In an attempt to imbue trust, China has announced a plan to implement a national ranking system for its citizens and companies. Currently in pilot mode, the new system will be rolled out in 2020, and go through numerous iterations before becoming official.

While the system may be a useful tool for China to manage its growing 1.4 billion population, it has triggered global concerns around the ethics of big data, and whether the system is a breach of fundamental human rights.

Today’s infographic looks at how China’s proposed social credit system could work, and what the implications might be.

The Government is Always Watching

Currently, the pilot system varies from place to place, whereas the new system is envisioned as a unified system. Although the pilot program may be more of an experiment than a precursor, it gives a good indication of what to expect.

In the pilot system, each citizen is assigned 1,000 points and is consistently monitored and rated on how they behave. Points are earned through good deeds, and lost for bad behavior. Users increase points by donating blood or money, praising the government on social media, and helping the poor. Rewards for such behavior can range from getting a promotion at work fast-tracked, to receiving priority status for children’s school admissions.

In contrast, not visiting one’s aging parents regularly, spreading rumors on the internet, and cheating in online games are considered antisocial behaviors. Punishments include public shaming, exclusion from booking flights or train tickets, and restricted access to public services.

Big Data Goes Right to the Source

The perpetual surveillance that comes with the new system is expected to draw on huge amounts of data from a variety of traditional and digital sources.

Police officers have used AI-powered smart glasses and drones to effectively monitor citizens.

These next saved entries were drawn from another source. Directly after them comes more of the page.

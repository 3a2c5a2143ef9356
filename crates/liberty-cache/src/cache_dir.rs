use std::collections::hash_map::DefaultHasher;
use std::hash::{Hash, Hasher};
use std::path::{Path, PathBuf};

use crate::error::{CacheError, Result};

/// Directory name created inside each workspace folder.
const CACHE_DIR_NAME: &str = ".libertyls";

/// Resolve (and lazily create) the cache directory for a workspace folder.
///
/// By default this is `<folder>/.libertyls`. When `LIBERTY_LS_CACHE_DIR` is
/// set, caches for all folders live under it instead, keyed by a hash of the
/// folder path so distinct folders never share a directory.
pub fn cache_dir_for_folder(folder: &Path) -> Result<PathBuf> {
    let dir = match std::env::var_os("LIBERTY_LS_CACHE_DIR") {
        Some(root) => PathBuf::from(root).join(folder_key(folder)),
        None => folder.join(CACHE_DIR_NAME),
    };

    std::fs::create_dir_all(&dir)?;
    if !dir.is_dir() {
        return Err(CacheError::UnusableCacheDir { path: dir });
    }
    Ok(dir)
}

fn folder_key(folder: &Path) -> String {
    let canonical = std::fs::canonicalize(folder).unwrap_or_else(|_| folder.to_path_buf());
    let mut hasher = DefaultHasher::new();
    canonical.hash(&mut hasher);

    let stem = canonical
        .file_name()
        .map(|n| n.to_string_lossy().into_owned())
        .unwrap_or_else(|| "folder".to_string());
    let stem: String = stem
        .chars()
        .map(|c| if c.is_ascii_alphanumeric() || c == '-' || c == '_' { c } else { '_' })
        .take(32)
        .collect();

    format!("{stem}-{:016x}", hasher.finish())
}
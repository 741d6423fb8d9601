#[cfg(windows)]
pub mod inject;
pub mod process;
pub mod request;
pub mod task;

pub use process::{GameProcess, ProcessCreator, SpawnError, SystemProcessCreator};
pub use request::{LaunchPlan, LaunchRequest};
pub use task::ProcessLauncher;
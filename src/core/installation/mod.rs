pub mod detect;
pub mod layout;
pub mod model;

pub use detect::{detect_installation_type, detect_installation_type_in};
pub use layout::GameLayout;
pub use model::InstallationType;
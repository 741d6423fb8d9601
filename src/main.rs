fn main() -> std::process::ExitCode {
    unchained_launcher_lib::run()
}
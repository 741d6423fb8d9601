// ─── Process creation ───
// Plain and module-injecting process creation behind one trait so the
// launcher can be driven by a fake in tests.

use std::path::Path;

use tracing::debug;

/// Why a process could not be started.
#[derive(Debug)]
pub enum SpawnError {
    /// The OS refused to create the process.
    Create(std::io::Error),
    /// The process was created but the module could not be injected. The
    /// child has already been terminated.
    Inject(std::io::Error),
}

/// A running child. Dropping it releases the OS handles without killing it.
pub trait GameProcess {
    fn id(&self) -> u32;

    /// Block until the process exits, with no timeout.
    fn wait(&mut self) -> std::io::Result<Option<i32>>;
}

pub trait ProcessCreator {
    fn spawn(
        &self,
        executable: &Path,
        args: &[String],
        working_dir: Option<&Path>,
    ) -> Result<Box<dyn GameProcess>, SpawnError>;

    fn spawn_with_module(
        &self,
        executable: &Path,
        args: &[String],
        working_dir: &Path,
        module: &Path,
    ) -> Result<Box<dyn GameProcess>, SpawnError>;
}

/// Creates real OS processes.
#[derive(Debug, Default, Clone, Copy)]
pub struct SystemProcessCreator;

impl ProcessCreator for SystemProcessCreator {
    fn spawn(
        &self,
        executable: &Path,
        args: &[String],
        working_dir: Option<&Path>,
    ) -> Result<Box<dyn GameProcess>, SpawnError> {
        let mut cmd = std::process::Command::new(executable);
        cmd.args(args);
        if let Some(dir) = working_dir {
            cmd.current_dir(dir);
        }

        debug!("Command: {:?}", cmd);
        let child = cmd.spawn().map_err(SpawnError::Create)?;
        Ok(Box::new(ChildProcess(child)))
    }

    #[cfg(windows)]
    fn spawn_with_module(
        &self,
        executable: &Path,
        args: &[String],
        working_dir: &Path,
        module: &Path,
    ) -> Result<Box<dyn GameProcess>, SpawnError> {
        let process = super::inject::create_with_module(executable, args, working_dir, module)?;
        Ok(Box::new(process))
    }

    #[cfg(not(windows))]
    fn spawn_with_module(
        &self,
        executable: &Path,
        _args: &[String],
        _working_dir: &Path,
        _module: &Path,
    ) -> Result<Box<dyn GameProcess>, SpawnError> {
        Err(SpawnError::Create(std::io::Error::new(
            std::io::ErrorKind::Unsupported,
            format!(
                "module injection into {:?} is only available on Windows",
                executable
            ),
        )))
    }
}

struct ChildProcess(std::process::Child);

impl GameProcess for ChildProcess {
    fn id(&self) -> u32 {
        self.0.id()
    }

    fn wait(&mut self) -> std::io::Result<Option<i32>> {
        Ok(self.0.wait()?.code())
    }
}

Footage from these devices showing antisocial behavior can be broadcast to the public to shame the offenders, and deter others from behaving similarly.

For more serious offenders, some cities in China force people to repay debts by switching the person’s ringtone without their permission. The ringtone begins with the sound of a police siren, followed by a message such as:

“The person you are calling has been listed as a discredited person by the local court. Please urge this person to fulfill his or her legal obligations.”

Two of the largest companies in China, Tencent and Alibaba, were enlisted by the People’s Bank of China to play an important role in the credit system, raising the issue of third-party data security. WeChat—China’s largest social media platform, owned by Tencent—tracked behavior and ranked users accordingly, while displaying their location in real-time.

Following data concerns, these tech companies—and six others—were not awarded any licenses by the government. However, social media giants are still involved in orchestrating the public shaming of citizens who misbehave.

The Digital Dang’an

The social credit system may not be an entirely new initiative in China. The dang’an (English: record) is a paper file containing an individual’s school reports, information on physical characteristics, employment records, and photographs.

These dossiers, which were first used in the Maoist years, helped the government in maintaining control of its citizens. This gathering of citizen’s data for China’s social credit system may in fact be seen as a revival of the principle of dang’an in the digital era, with the system providing a powerful tool to monitor citizens whose data is more difficult to capture.

Is the System Working?

In 2018, people with a low score were prohibited from buying plane tickets almost 18 million times, while high-speed train ticket transactions were blocked 5.5 million times. A further 128 people were prohibited from leaving China, due to unpaid taxes.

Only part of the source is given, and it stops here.